Thread: Invoking SQL function while doing CREATE OR REPLACE on it

Invoking SQL function while doing CREATE OR REPLACE on it

From
"Nagendra Mahesh (namahesh)"
Date:
I have a Postgres 14.4 cluster (AWS Aurora) to which I connect from my application using JDBC.

I use liquibase for schema management - not only tables, but also a bunch of SQL stored procedures and functions.
Basically,there is one liquibase changeSet that runs last and executes a set of SQL files which contain stored
proceduresand functions. 

CREATE OR REPLACE FUNCTION bar(arg1 text, arg2 text) RETURNS record LANGUAGE "plpgsql" AS '
BEGIN
   // function body
END;
';

These functions / procedures are replaced ONLY when there is a change in one / more SQL files which are part of this
changeSet.(runOnChange: true). 

Whenever I do a rolling deployment of my application (say, with a change in the function body of bar()), liquibase will
executethe CREATE OR REPLACE FUNCTION bar() as part of a transaction. 

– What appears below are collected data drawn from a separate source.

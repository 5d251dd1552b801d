//! Text blocks split into per-fragment touch targets.
//!
//! Every text fragment of a block gets a lightweight touch target holding its
//! glyph-run rectangles. Targets are keyed by fragment tag and reused across
//! layout updates so that a pointer interaction in flight keeps pointing at
//! the same object after a reflow.

use std::{cell::RefCell, collections::HashMap, mem, rc::Rc};

use crate::{
    core::{
        id::Tag,
        layout::LayoutDirection,
        native::{NativeHandle, ObjectHandle},
        state::{FragmentKind, TextState},
        touch::TouchTarget,
    },
    geom::{Matrix4, Point, Rect},
};

/// Touch target for one text fragment.
#[derive(Debug)]
pub struct TextFragmentTarget {
    /// Fragment tag.
    tag: Tag,
    /// Glyph-run rectangles in the block's local coordinates.
    rects: RefCell<Vec<Rect>>,
}

impl TextFragmentTarget {
    /// Construct a target with no rectangles.
    pub fn new(tag: Tag) -> Self {
        Self {
            tag,
            rects: RefCell::new(Vec::new()),
        }
    }

    /// Copy of the glyph-run rectangles.
    pub fn rects(&self) -> Vec<Rect> {
        self.rects.borrow().clone()
    }

    /// Drop every rectangle, keeping identity.
    pub fn clear_rects(&self) {
        self.rects.borrow_mut().clear();
    }

    /// Append glyph-run rectangles.
    pub fn extend_rects(&self, rects: &[Rect]) {
        self.rects.borrow_mut().extend_from_slice(rects);
    }

    /// Is `p` inside any glyph run?
    pub fn hits(&self, p: Point) -> bool {
        self.rects.borrow().iter().any(|r| r.contains_point(p))
    }

    /// Union of the glyph runs.
    pub fn rects_bounds(&self) -> Option<Rect> {
        let rects = self.rects.borrow();
        let mut it = rects.iter();
        let first = *it.next()?;
        Some(it.fold(first, |acc, r| acc.union(r)))
    }
}

impl TouchTarget for TextFragmentTarget {
    fn tag(&self) -> Tag {
        self.tag
    }

    fn contains_point(&self, p: Point) -> bool {
        self.hits(p)
    }

    fn bounding_box(&self) -> Rect {
        self.rects_bounds().unwrap_or_else(Rect::zero)
    }

    fn can_handle_touch(&self) -> bool {
        true
    }

    fn can_children_handle_touch(&self) -> bool {
        false
    }

    fn transform(&self) -> Matrix4 {
        Matrix4::IDENTITY
    }

    fn is_clipping_content(&self) -> bool {
        false
    }

    /// Glyph runs are already in block coordinates.
    fn frame(&self) -> Rect {
        Rect::zero()
    }
}

/// A touch-target child of a text block, in fragment order.
#[derive(Debug, Clone, Copy, PartialEq, Eq)]
pub enum FragmentSlot {
    /// A text fragment target.
    Text(Tag),
    /// The attachment child instance with this tag.
    Attachment(Tag),
}

/// Fragment targets and native structure of one text block.
#[derive(Debug)]
pub struct TextEngine {
    /// The native text primitive.
    text_node: NativeHandle,
    /// Wrapper container, present when the block needs one.
    wrapper: Option<NativeHandle>,
    /// Fragment targets by tag.
    targets: HashMap<Tag, Rc<TextFragmentTarget>>,
    /// Slots in fragment order.
    slots: Vec<FragmentSlot>,
    /// Paragraph last given to the text node.
    paragraph: Option<ObjectHandle>,
}

impl TextEngine {
    /// Construct an engine rendering through `text_node`.
    pub fn new(text_node: NativeHandle) -> Self {
        Self {
            text_node,
            wrapper: None,
            targets: HashMap::new(),
            slots: Vec::new(),
            paragraph: None,
        }
    }

    /// Does this layout need a wrapping container? The single-node text
    /// primitive can neither host inline children nor compose right-to-left
    /// content.
    pub fn requires_wrapper(state: &TextState) -> bool {
        state.direction == LayoutDirection::Rtl || state.fragments.iter().any(|f| f.is_attachment())
    }

    /// The native text primitive.
    pub fn text_node(&self) -> NativeHandle {
        self.text_node
    }

    /// The wrapper container, if any.
    pub fn wrapper(&self) -> Option<NativeHandle> {
        self.wrapper
    }

    /// Replace the wrapper, returning the previous one.
    pub fn set_wrapper(&mut self, wrapper: Option<NativeHandle>) -> Option<NativeHandle> {
        mem::replace(&mut self.wrapper, wrapper)
    }

    /// The node attached to the parent: the wrapper if present.
    pub fn outer(&self) -> NativeHandle {
        self.wrapper.unwrap_or(self.text_node)
    }

    /// Record the paragraph, returning true if it changed.
    pub fn set_paragraph(&mut self, paragraph: Option<ObjectHandle>) -> bool {
        if self.paragraph == paragraph {
            return false;
        }
        self.paragraph = paragraph;
        true
    }

    /// Rebuild fragment targets from a layout. Targets whose tag survives are
    /// reused with fresh rectangles; the rest are dropped. Fragments sharing a
    /// tag, such as the halves of a span split by a nested span, feed one
    /// target that holds all of their rectangles and occupies the slot of the
    /// first.
    pub fn rebuild(&mut self, state: &TextState) {
        let mut targets: HashMap<Tag, Rc<TextFragmentTarget>> =
            HashMap::with_capacity(state.fragments.len());
        let mut slots = Vec::with_capacity(state.fragments.len());
        for fragment in &state.fragments {
            match fragment.kind {
                FragmentKind::Attachment => slots.push(FragmentSlot::Attachment(fragment.tag)),
                FragmentKind::Text(_) => {
                    if let Some(target) = targets.get(&fragment.tag) {
                        target.extend_rects(&fragment.rects);
                        continue;
                    }
                    let target = self
                        .targets
                        .remove(&fragment.tag)
                        .unwrap_or_else(|| Rc::new(TextFragmentTarget::new(fragment.tag)));
                    target.clear_rects();
                    target.extend_rects(&fragment.rects);
                    targets.insert(fragment.tag, target);
                    slots.push(FragmentSlot::Text(fragment.tag));
                }
            }
        }
        tracing::trace!(
            "text fragments rebuilt: {} kept or created, {} dropped",
            targets.len(),
            self.targets.len()
        );
        self.targets = targets;
        self.slots = slots;
    }

    /// Fragment target for `tag`.
    pub fn fragment(&self, tag: Tag) -> Option<&Rc<TextFragmentTarget>> {
        self.targets.get(&tag)
    }

    /// Fragment targets in fragment order.
    pub fn fragments(&self) -> impl Iterator<Item = &Rc<TextFragmentTarget>> {
        self.slots.iter().filter_map(|s| match s {
            FragmentSlot::Text(tag) => self.targets.get(tag),
            FragmentSlot::Attachment(_) => None,
        })
    }

    /// Touch-target slots in fragment order.
    pub fn slots(&self) -> &[FragmentSlot] {
        &self.slots
    }
}

#[cfg(test)]
mod tests {
    use super::*;
    use crate::core::state::Fragment;

    fn state(fragments: Vec<Fragment>) -> TextState {
        TextState {
            fragments,
            ..Default::default()
        }
    }

    #[test]
    fn identity_is_preserved_by_tag() {
        let mut engine = TextEngine::new(NativeHandle(1));
        engine.rebuild(&state(vec![
            Fragment::text(1, "a", vec![Rect::new(0.0, 0.0, 10.0, 10.0)]),
            Fragment::text(2, "b", vec![Rect::new(10.0, 0.0, 10.0, 10.0)]),
        ]));
        let a = Rc::clone(engine.fragment(Tag(1)).unwrap());
        let b = Rc::clone(engine.fragment(Tag(2)).unwrap());

        engine.rebuild(&state(vec![
            Fragment::text(2, "b", vec![Rect::new(0.0, 0.0, 10.0, 10.0)]),
            Fragment::text(3, "c", vec![Rect::new(10.0, 0.0, 10.0, 10.0)]),
        ]));
        assert!(Rc::ptr_eq(&b, engine.fragment(Tag(2)).unwrap()));
        assert_eq!(b.rects(), vec![Rect::new(0.0, 0.0, 10.0, 10.0)]);
        assert!(engine.fragment(Tag(1)).is_none());
        assert!(engine.fragment(Tag(3)).is_some());
        // Only the test still holds the dropped target.
        assert_eq!(Rc::strong_count(&a), 1);
    }

    #[test]
    fn wrapped_fragment_keeps_every_rect() {
        let mut engine = TextEngine::new(NativeHandle(1));
        engine.rebuild(&state(vec![Fragment::text(
            1,
            "long",
            vec![
                Rect::new(50.0, 0.0, 50.0, 10.0),
                Rect::new(0.0, 10.0, 30.0, 10.0),
            ],
        )]));
        let f = engine.fragment(Tag(1)).unwrap();
        assert!(f.contains_point(Point::new(10.0, 15.0)));
        assert!(!f.contains_point(Point::new(10.0, 5.0)));
        assert_eq!(f.rects_bounds(), Some(Rect::new(0.0, 0.0, 100.0, 20.0)));
        assert_eq!(f.tag(), Tag(1));
    }

    #[test]
    fn split_span_collects_every_rect() {
        let mut engine = TextEngine::new(NativeHandle(1));
        let split = state(vec![
            Fragment::text(5, "b", vec![Rect::new(0.0, 0.0, 40.0, 20.0)]),
            Fragment::text(6, "c", vec![Rect::new(50.0, 0.0, 40.0, 20.0)]),
            Fragment::text(5, "d", vec![Rect::new(100.0, 0.0, 40.0, 20.0)]),
        ]);
        engine.rebuild(&split);
        let outer = Rc::clone(engine.fragment(Tag(5)).unwrap());
        assert_eq!(
            outer.rects(),
            vec![
                Rect::new(0.0, 0.0, 40.0, 20.0),
                Rect::new(100.0, 0.0, 40.0, 20.0)
            ]
        );
        assert_eq!(
            engine.slots(),
            &[FragmentSlot::Text(Tag(5)), FragmentSlot::Text(Tag(6))]
        );

        // A relayout replaces the rectangles rather than piling them up.
        engine.rebuild(&split);
        assert!(Rc::ptr_eq(&outer, engine.fragment(Tag(5)).unwrap()));
        assert_eq!(outer.rects().len(), 2);
    }

    #[test]
    fn wrapper_requirement() {
        let plain = state(vec![Fragment::text(1, "a", vec![])]);
        assert!(!TextEngine::requires_wrapper(&plain));
        let rtl = TextState {
            direction: LayoutDirection::Rtl,
            ..plain.clone()
        };
        assert!(TextEngine::requires_wrapper(&rtl));
        let attached = state(vec![
            Fragment::text(1, "a", vec![]),
            Fragment::attachment(9, Rect::new(0.0, 0.0, 5.0, 5.0)),
        ]);
        assert!(TextEngine::requires_wrapper(&attached));
    }

    #[test]
    fn slots_follow_fragment_order() {
        let mut engine = TextEngine::new(NativeHandle(1));
        engine.rebuild(&state(vec![
            Fragment::text(1, "a", vec![]),
            Fragment::attachment(9, Rect::zero()),
            Fragment::text(2, "b", vec![]),
        ]));
        assert_eq!(
            engine.slots(),
            &[
                FragmentSlot::Text(Tag(1)),
                FragmentSlot::Attachment(Tag(9)),
                FragmentSlot::Text(Tag(2))
            ]
        );
        assert_eq!(engine.fragments().count(), 2);
    }
}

In the few milliseconds while bar() is being replaced, there are other ongoing transactions (from other replicas of my
application)which are continuously trying to invoke bar(). 

Only in this tiny time window, few transactions fail with the following error:

ERROR: function bar(arg1 => text, arg2 => text) does not exist
  Hint: No function matches the given name and argument types. You might need to add explicit type casts.
Position: 4 : errorCode = 42883

I don't want any of these transactions to fail (we do not have any proper way of re-trying them from the application
layer).
This is seen as affecting availability.
However, it is acceptable for these transactions to BLOCK (for a few hundred ms) while the SQL function body is being
replaced,and then proceed with invocation. 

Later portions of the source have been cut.